#### Dataset records:
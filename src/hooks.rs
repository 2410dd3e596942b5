//! Append-only `before_send`/`after_recv`/`msg_recv` hook lists (§3 "Callback
//! hook").

// SPDX-License-Identifier: AGPL-3.0-or-later
// Copyright (C) 2012-2025 Andrei Maltsev

use crate::reader::Reader;

pub type BeforeSendHook = Box<dyn Fn(&[u8]) + Send + Sync>;
pub type AfterRecvHook = Box<dyn Fn(&[u8]) + Send + Sync>;
pub type MsgRecvHook = Box<dyn Fn(&Reader) + Send + Sync>;

/// Holds the three hook kinds `raid.h` exposes as
/// `raid_add_before_send_callback`/`raid_add_after_recv_callback`/
/// `raid_add_msg_recv_callback`. The C API pairs a function pointer with a
/// `void*` user-data blob per callback; a `Box<dyn Fn>` closure is the direct
/// Rust substitute since the closure's captures already carry whatever state
/// the C callback would have reached through `user_data`.
#[derive(Default)]
pub struct HookList {
    before_send: Vec<BeforeSendHook>,
    after_recv: Vec<AfterRecvHook>,
    msg_recv: Vec<MsgRecvHook>,
}

impl HookList {
    pub fn new() -> Self {
        Self::default()
    }

    pub fn add_before_send(&mut self, hook: BeforeSendHook) {
        self.before_send.push(hook);
    }

    pub fn add_after_recv(&mut self, hook: AfterRecvHook) {
        self.after_recv.push(hook);
    }

    pub fn add_msg_recv(&mut self, hook: MsgRecvHook) {
        self.msg_recv.push(hook);
    }

    /// Fires before the length prefix is sent (§5).
    pub fn fire_before_send(&self, payload: &[u8]) {
        for hook in &self.before_send {
            hook(payload);
        }
    }

    /// Fires after a complete message is framed, but before it is decoded
    /// and dispatched (§5).
    pub fn fire_after_recv(&self, payload: &[u8]) {
        for hook in &self.after_recv {
            hook(payload);
        }
    }

    /// Fires for a well-formed incoming message whose etag matches no
    /// pending request.
    pub fn fire_msg_recv(&self, reader: &Reader) {
        for hook in &self.msg_recv {
            hook(reader);
        }
    }
}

#### Exercise:
What is needed is every line from the beginning of the data up to and including the line with "pub type BeforeSendHook", given again word for word.

#### Completed task:
filename src/hooks.rs
repository 2410dd3e596942b5
//! Append-only `before_send`/`after_recv`/`msg_recv` hook lists (§3 "Callback
//! hook").

// SPDX-License-Identifier: AGPL-3.0-or-later
// Copyright (C) 2012-2025 Andrei Maltsev

use crate::reader::Reader;

pub type BeforeSendHook = Box<dyn Fn(&[u8]) + Send + Sync>;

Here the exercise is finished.